What is required –
Scan the records below for the word "JobSpec". Copy each line where it appears.

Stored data
──────────

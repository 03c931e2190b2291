//! The `Executor` trait: the container lifecycle contract the job
//! executor (C7) drives and the container driver (C8) implements.
//!
//! Deliberately low-level and string-keyed (container ids, not typed
//! handles) — it mirrors the original implementation's single-backend
//! Docker API wrapper rather than a multi-backend job-scheduling
//! abstraction, because C8 is specified as exactly that: pull, create,
//! start, wait, get logs, delete.

use async_trait::async_trait;

use crate::Result;

/// Everything the driver needs to create a container for one job.
#[derive(Debug, Clone)]
pub struct JobSpec {
    /// Image to pull and run.
    pub image: String,
    /// Shell commands to run in order, joined with `" && "` and wrapped
    /// in a single `sh -c` invocation by the driver. Includes the
    /// repository checkout preamble; see `buildit_scheduler::executor`.
    pub commands: Vec<String>,
}

/// The outcome of waiting on a finished container.
#[derive(Debug, Clone, Copy)]
pub struct ContainerResult {
    pub exit_code: i64,
}

impl ContainerResult {
    pub fn succeeded(self) -> bool {
        self.exit_code == 0
    }
}

#[async_trait]
pub trait Executor: Send + Sync {
    /// Name of this driver, for logging.
    fn name(&self) -> &'static str;

    /// Pull `spec.image`, draining the progress stream.
    async fn pull_image(&self, image: &str) -> Result<()>;

    /// Create a container running `spec.commands` under `sh -c`, then
    /// rename it to `<prefix>_<containerId>`. Returns the container id.
    async fn create_container(&self, prefix: &str, spec: &JobSpec) -> Result<String>;

    /// Start a created container.
    async fn start_container(&self, container_id: &str) -> Result<()>;

    /// Block until the container exits. An exit code other than 0 is
    /// still returned successfully (as `ContainerResult`); callers decide
    /// how to treat it. Only transport/engine failures are `Err`.
    async fn wait_container(&self, container_id: &str) -> Result<ContainerResult>;

    /// Merged stdout+stderr captured during the run, with no
    /// timestamps prefixed.
    async fn container_logs(&self, container_id: &str) -> Result<Vec<u8>>;

    /// Force-remove a container. Idempotent with respect to a container
    /// that is already gone.
    async fn delete_container(&self, container_id: &str) -> Result<()>;
}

──────────

Answer space –
pub struct JobSpec {
    async fn create_container(&self, prefix: &str, spec: &JobSpec) -> Result<String>;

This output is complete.